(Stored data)
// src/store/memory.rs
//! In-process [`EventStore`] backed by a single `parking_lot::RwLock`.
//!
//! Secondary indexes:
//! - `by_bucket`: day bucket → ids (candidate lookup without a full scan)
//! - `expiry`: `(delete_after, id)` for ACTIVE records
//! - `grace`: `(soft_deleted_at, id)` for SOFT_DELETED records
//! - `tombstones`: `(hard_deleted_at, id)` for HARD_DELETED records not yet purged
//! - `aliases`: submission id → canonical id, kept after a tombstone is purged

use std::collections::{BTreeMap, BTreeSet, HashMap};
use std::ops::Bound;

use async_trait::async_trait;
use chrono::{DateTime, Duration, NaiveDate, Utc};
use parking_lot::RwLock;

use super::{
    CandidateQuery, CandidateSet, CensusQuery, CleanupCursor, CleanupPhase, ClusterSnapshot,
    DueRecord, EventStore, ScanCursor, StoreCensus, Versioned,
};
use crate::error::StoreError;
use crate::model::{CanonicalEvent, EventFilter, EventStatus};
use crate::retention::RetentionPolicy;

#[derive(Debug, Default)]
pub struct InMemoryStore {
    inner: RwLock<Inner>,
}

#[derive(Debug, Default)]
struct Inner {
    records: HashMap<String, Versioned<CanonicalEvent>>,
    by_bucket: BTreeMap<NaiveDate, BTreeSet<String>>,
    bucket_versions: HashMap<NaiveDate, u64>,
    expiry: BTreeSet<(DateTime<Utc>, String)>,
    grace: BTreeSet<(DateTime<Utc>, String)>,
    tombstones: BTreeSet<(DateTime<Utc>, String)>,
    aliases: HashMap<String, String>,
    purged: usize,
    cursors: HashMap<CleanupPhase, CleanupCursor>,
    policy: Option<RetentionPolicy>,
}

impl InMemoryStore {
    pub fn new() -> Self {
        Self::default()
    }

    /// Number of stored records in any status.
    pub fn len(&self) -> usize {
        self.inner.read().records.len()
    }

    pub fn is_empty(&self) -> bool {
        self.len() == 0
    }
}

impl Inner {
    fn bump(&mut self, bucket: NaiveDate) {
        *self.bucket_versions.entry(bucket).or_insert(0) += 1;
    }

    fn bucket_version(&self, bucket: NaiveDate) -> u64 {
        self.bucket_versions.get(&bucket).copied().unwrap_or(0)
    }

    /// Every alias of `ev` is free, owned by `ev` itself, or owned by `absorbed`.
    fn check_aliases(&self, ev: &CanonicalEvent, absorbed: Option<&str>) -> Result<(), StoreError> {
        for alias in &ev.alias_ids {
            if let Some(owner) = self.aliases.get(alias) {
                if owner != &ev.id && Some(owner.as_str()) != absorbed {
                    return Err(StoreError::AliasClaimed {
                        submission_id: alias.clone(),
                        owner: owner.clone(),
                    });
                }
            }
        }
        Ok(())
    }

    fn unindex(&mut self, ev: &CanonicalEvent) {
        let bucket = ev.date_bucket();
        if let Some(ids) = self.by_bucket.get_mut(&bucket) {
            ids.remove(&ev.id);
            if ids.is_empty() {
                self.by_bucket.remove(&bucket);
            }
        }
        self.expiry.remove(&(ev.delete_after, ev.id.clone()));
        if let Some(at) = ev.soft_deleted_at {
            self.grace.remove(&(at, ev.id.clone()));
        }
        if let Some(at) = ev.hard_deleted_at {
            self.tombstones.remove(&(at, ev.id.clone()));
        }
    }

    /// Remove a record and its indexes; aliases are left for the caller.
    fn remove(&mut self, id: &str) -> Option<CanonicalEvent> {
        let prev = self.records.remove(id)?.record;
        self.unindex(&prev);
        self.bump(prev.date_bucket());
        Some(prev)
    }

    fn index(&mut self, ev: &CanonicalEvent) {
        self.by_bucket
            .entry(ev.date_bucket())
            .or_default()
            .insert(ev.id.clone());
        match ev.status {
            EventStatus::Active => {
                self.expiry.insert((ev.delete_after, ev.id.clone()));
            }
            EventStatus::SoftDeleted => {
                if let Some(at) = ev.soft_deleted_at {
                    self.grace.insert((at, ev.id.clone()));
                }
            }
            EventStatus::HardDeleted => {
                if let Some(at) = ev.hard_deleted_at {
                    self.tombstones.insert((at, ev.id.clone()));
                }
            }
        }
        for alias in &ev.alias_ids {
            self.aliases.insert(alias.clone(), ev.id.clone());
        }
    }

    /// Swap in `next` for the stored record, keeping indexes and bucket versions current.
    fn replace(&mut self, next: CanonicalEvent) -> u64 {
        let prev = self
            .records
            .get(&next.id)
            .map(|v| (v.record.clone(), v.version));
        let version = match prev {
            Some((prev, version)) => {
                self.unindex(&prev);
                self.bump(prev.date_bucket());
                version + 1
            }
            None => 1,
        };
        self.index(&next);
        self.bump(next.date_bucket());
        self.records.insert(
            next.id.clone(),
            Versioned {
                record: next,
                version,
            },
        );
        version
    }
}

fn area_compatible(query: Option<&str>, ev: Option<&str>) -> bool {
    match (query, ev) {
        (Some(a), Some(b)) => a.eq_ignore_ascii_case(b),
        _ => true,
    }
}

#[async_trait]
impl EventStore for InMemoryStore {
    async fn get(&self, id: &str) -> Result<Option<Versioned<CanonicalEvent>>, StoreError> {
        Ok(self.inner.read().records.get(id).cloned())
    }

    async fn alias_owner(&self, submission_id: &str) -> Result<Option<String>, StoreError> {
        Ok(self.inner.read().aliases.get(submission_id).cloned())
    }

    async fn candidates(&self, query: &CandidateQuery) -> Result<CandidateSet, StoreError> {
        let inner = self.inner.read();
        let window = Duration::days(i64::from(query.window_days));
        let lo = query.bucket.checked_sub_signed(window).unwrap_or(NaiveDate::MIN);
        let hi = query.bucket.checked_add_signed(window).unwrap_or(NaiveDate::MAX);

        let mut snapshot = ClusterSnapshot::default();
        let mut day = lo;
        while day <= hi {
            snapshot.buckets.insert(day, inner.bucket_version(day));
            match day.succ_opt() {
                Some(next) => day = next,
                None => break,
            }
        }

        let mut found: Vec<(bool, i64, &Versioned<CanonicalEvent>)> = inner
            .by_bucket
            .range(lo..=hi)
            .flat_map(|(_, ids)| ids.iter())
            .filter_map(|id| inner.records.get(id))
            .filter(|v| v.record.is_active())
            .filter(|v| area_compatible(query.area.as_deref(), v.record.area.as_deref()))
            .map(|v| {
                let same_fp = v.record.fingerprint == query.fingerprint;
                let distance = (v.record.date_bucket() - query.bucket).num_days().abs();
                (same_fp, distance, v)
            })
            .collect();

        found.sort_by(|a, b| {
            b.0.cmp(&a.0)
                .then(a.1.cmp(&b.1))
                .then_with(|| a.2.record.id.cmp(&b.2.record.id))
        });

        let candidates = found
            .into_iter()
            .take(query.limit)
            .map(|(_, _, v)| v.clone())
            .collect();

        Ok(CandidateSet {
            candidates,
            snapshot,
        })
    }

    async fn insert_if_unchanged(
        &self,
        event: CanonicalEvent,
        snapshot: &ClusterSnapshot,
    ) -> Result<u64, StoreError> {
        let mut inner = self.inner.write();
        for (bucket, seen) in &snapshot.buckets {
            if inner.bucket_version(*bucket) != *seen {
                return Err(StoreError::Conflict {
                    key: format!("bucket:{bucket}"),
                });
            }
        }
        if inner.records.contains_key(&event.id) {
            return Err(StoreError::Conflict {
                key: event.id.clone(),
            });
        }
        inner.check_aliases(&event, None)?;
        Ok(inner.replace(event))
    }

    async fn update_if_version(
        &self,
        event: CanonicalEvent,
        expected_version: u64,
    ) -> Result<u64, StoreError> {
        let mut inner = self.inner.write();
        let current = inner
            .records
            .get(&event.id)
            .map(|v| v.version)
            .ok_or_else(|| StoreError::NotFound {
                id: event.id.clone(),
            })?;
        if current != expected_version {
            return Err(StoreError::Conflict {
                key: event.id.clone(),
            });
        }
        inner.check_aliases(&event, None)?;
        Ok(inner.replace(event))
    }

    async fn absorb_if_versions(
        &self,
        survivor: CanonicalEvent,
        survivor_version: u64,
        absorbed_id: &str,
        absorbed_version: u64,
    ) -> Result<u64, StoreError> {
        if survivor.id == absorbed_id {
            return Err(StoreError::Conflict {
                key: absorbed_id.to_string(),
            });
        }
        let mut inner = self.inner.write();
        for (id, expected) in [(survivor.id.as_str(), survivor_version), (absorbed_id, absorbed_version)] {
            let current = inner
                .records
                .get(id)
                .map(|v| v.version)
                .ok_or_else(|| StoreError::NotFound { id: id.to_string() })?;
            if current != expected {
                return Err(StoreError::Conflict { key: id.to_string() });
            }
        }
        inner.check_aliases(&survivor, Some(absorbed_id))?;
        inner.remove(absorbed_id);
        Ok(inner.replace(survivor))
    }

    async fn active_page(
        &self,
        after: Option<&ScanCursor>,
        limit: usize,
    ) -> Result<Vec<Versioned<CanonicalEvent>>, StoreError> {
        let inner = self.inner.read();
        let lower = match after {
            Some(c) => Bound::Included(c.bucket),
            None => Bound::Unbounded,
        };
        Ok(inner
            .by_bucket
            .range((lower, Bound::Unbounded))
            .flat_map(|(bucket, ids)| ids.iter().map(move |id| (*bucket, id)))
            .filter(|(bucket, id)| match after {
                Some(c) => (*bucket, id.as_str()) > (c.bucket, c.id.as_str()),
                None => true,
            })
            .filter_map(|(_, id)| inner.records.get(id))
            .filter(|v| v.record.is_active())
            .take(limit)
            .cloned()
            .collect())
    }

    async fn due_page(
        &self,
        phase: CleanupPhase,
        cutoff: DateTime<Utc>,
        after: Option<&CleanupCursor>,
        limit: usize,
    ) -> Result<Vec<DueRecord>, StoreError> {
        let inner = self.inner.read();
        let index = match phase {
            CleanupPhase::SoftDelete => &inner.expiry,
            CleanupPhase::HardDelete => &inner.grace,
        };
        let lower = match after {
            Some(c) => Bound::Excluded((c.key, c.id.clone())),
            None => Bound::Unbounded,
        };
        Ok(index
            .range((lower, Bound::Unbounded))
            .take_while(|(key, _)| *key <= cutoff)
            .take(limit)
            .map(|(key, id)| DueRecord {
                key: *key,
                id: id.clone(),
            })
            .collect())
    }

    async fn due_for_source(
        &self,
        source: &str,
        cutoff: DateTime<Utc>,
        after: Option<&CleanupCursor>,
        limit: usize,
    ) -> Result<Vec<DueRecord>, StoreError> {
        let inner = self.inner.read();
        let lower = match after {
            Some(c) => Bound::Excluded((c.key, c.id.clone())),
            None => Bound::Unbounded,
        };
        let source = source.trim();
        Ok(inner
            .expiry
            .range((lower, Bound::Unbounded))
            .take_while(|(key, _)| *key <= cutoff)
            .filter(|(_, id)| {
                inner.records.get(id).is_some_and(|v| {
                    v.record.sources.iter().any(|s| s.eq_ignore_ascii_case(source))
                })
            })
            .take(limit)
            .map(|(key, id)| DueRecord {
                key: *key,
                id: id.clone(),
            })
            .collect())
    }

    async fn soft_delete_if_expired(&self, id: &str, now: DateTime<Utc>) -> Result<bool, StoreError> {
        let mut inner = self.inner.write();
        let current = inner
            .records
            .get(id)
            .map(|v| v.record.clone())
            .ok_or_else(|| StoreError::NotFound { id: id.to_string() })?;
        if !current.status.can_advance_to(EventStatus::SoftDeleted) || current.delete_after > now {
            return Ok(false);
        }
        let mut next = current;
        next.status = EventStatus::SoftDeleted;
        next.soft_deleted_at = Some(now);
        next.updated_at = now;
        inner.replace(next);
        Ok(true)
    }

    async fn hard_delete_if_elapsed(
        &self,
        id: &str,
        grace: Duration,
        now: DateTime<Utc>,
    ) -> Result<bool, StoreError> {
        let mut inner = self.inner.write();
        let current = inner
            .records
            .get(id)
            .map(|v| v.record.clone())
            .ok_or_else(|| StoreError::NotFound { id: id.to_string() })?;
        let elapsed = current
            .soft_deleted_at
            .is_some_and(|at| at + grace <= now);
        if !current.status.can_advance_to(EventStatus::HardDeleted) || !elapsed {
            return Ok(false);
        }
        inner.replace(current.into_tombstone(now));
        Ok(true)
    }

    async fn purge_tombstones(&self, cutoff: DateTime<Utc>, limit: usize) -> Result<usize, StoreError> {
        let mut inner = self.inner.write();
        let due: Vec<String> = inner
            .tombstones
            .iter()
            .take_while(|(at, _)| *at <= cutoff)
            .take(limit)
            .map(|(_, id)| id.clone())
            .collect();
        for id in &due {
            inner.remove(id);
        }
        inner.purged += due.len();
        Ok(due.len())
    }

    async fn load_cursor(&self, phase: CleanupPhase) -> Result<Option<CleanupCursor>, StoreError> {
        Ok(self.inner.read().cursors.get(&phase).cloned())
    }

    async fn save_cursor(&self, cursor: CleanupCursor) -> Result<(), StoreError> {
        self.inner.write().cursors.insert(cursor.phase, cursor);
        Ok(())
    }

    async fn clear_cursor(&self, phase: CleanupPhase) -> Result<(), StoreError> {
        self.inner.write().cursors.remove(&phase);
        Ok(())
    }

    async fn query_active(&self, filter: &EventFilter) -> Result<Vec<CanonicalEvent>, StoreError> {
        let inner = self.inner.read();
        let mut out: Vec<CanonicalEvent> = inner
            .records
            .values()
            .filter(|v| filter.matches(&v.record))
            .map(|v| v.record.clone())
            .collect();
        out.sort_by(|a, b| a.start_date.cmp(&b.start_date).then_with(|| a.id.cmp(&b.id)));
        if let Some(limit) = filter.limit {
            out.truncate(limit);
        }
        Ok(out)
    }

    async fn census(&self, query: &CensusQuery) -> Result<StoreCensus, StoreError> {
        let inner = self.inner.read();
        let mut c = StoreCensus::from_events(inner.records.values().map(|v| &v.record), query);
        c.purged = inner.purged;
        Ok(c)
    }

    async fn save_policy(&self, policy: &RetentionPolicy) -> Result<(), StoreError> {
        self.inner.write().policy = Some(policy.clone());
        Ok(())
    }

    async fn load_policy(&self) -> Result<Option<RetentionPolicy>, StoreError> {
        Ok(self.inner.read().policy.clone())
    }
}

---

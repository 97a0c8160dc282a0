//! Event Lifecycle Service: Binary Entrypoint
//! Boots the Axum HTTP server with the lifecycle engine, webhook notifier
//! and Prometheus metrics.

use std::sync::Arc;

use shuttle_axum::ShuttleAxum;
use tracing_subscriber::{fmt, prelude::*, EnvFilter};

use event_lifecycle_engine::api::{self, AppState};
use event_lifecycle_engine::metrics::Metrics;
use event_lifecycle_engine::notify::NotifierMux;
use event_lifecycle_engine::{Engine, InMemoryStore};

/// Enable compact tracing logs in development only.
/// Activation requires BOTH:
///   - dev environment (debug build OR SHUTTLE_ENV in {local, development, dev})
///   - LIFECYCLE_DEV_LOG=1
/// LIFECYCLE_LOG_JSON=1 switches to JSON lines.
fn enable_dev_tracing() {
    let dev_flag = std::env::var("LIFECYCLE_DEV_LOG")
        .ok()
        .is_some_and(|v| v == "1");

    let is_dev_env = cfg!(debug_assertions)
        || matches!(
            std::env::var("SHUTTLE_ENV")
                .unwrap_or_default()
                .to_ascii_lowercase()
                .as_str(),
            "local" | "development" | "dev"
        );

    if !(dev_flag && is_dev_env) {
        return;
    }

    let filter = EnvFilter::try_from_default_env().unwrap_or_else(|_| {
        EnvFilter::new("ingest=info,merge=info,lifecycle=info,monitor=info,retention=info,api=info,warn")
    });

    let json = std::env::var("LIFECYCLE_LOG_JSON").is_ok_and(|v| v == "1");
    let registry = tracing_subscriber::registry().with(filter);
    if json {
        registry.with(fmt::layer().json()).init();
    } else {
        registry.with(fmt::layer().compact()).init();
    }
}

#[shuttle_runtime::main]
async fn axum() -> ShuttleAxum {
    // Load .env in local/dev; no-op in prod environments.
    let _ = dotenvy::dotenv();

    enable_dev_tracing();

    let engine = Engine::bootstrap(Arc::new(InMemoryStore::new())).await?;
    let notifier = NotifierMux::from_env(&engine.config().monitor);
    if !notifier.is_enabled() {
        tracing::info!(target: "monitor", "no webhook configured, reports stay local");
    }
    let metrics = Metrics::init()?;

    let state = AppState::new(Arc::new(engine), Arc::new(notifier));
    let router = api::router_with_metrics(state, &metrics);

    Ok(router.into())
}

---

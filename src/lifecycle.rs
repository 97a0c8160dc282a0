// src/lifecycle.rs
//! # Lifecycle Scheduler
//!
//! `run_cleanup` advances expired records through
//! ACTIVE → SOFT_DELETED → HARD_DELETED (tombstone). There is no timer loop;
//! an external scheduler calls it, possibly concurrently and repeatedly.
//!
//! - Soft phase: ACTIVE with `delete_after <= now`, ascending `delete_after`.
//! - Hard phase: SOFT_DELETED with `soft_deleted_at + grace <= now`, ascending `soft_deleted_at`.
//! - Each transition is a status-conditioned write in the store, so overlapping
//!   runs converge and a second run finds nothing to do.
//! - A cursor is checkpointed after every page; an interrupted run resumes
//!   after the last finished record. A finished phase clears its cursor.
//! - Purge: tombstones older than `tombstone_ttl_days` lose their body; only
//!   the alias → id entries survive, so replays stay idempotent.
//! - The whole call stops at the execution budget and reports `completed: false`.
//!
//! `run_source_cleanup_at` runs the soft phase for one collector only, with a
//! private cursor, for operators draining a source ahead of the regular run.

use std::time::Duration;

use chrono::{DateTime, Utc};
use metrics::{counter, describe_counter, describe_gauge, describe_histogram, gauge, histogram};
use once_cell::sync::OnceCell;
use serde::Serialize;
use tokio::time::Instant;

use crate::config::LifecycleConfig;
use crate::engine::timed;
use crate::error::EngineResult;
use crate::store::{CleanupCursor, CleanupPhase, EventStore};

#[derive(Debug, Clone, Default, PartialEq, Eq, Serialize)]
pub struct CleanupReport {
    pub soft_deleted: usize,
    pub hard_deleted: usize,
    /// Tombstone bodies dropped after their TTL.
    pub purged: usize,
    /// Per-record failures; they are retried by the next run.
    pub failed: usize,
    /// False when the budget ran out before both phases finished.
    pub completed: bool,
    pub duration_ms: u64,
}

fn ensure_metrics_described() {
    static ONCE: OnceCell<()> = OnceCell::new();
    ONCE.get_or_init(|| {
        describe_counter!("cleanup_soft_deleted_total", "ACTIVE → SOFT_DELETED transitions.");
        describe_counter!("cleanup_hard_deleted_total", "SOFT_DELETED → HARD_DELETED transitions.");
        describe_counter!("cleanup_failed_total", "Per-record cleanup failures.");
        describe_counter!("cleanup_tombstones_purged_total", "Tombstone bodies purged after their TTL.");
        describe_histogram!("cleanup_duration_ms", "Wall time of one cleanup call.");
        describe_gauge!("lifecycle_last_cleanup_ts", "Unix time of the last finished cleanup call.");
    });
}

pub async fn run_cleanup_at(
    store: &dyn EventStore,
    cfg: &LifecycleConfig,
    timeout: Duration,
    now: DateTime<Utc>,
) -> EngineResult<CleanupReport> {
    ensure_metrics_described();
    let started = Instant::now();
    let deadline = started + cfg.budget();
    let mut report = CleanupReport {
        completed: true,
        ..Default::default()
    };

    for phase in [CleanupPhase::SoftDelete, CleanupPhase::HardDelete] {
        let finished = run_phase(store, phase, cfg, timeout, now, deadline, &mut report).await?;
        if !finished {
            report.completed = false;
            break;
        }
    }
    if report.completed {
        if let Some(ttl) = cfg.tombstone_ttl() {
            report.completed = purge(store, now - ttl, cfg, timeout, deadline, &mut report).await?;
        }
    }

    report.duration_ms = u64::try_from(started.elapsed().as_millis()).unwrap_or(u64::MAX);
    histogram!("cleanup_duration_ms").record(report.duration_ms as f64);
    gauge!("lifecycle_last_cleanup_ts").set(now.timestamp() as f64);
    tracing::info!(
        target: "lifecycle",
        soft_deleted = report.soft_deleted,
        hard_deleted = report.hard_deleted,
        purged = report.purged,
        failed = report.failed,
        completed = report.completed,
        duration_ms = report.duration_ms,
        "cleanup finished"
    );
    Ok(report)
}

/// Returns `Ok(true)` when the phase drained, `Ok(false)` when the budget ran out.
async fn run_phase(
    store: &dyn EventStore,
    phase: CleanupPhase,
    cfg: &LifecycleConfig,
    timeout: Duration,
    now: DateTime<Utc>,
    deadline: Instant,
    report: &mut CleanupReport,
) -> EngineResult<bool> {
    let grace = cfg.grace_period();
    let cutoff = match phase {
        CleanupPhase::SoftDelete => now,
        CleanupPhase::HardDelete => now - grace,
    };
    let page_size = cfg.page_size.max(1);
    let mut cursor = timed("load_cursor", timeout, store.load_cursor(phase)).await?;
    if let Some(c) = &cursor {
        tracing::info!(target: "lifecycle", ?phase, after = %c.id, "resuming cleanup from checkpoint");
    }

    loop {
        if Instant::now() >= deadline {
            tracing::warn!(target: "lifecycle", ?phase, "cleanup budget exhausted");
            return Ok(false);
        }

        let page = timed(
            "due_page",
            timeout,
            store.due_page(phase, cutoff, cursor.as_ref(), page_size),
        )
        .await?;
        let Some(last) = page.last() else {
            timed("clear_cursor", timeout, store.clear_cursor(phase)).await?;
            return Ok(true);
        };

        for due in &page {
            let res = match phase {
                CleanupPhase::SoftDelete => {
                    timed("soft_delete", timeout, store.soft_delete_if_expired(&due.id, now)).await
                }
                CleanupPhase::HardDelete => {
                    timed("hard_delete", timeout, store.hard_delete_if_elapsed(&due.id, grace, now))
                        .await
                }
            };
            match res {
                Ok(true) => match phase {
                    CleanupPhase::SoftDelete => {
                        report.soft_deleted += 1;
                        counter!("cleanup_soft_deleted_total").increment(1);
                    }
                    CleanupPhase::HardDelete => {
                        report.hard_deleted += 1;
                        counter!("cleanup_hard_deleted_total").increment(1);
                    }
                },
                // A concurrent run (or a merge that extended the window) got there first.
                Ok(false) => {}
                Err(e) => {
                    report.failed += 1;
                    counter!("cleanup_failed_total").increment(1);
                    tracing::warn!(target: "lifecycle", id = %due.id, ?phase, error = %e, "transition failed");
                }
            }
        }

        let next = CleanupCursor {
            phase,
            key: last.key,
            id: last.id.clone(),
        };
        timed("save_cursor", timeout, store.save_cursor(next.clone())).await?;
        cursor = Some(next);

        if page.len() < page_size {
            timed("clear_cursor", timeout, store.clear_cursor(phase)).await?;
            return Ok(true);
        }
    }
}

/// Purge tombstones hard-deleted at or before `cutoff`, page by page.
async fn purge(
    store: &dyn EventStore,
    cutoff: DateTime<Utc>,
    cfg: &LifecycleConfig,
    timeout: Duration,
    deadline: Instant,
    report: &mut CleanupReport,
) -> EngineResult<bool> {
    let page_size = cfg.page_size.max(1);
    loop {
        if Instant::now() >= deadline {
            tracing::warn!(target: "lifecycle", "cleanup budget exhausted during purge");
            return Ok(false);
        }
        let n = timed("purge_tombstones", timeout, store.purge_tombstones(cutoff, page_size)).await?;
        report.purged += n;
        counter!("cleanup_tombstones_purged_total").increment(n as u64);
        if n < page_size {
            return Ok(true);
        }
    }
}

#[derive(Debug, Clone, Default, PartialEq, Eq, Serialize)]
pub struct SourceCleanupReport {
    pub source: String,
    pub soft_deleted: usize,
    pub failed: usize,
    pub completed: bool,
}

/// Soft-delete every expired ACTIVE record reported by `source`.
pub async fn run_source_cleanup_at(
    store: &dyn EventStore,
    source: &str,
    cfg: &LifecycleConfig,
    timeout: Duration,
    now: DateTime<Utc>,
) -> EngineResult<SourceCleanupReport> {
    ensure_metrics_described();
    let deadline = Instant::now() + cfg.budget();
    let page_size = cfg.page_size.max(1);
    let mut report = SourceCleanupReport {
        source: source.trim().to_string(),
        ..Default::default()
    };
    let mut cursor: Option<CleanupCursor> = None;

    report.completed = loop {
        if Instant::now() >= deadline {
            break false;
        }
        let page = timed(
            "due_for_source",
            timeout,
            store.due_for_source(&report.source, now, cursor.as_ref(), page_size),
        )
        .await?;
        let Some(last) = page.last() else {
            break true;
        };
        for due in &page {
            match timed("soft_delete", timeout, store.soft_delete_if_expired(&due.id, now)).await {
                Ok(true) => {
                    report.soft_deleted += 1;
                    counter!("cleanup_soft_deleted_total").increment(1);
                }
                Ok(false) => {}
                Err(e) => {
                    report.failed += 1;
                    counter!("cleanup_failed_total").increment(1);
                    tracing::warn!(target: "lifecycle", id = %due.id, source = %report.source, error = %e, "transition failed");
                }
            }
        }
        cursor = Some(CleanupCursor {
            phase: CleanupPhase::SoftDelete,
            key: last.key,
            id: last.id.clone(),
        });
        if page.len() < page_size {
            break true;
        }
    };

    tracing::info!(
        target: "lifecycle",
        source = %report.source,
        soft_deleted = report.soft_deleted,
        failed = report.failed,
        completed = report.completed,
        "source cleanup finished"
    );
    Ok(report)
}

**REQUIRED ACTION**
Scan the data above, find each line with "chrono", and copy it.

**OUTPUT OF THE EXERCISE**
use chrono::{DateTime, Duration, NaiveDate, Utc};
use chrono::{DateTime, Utc};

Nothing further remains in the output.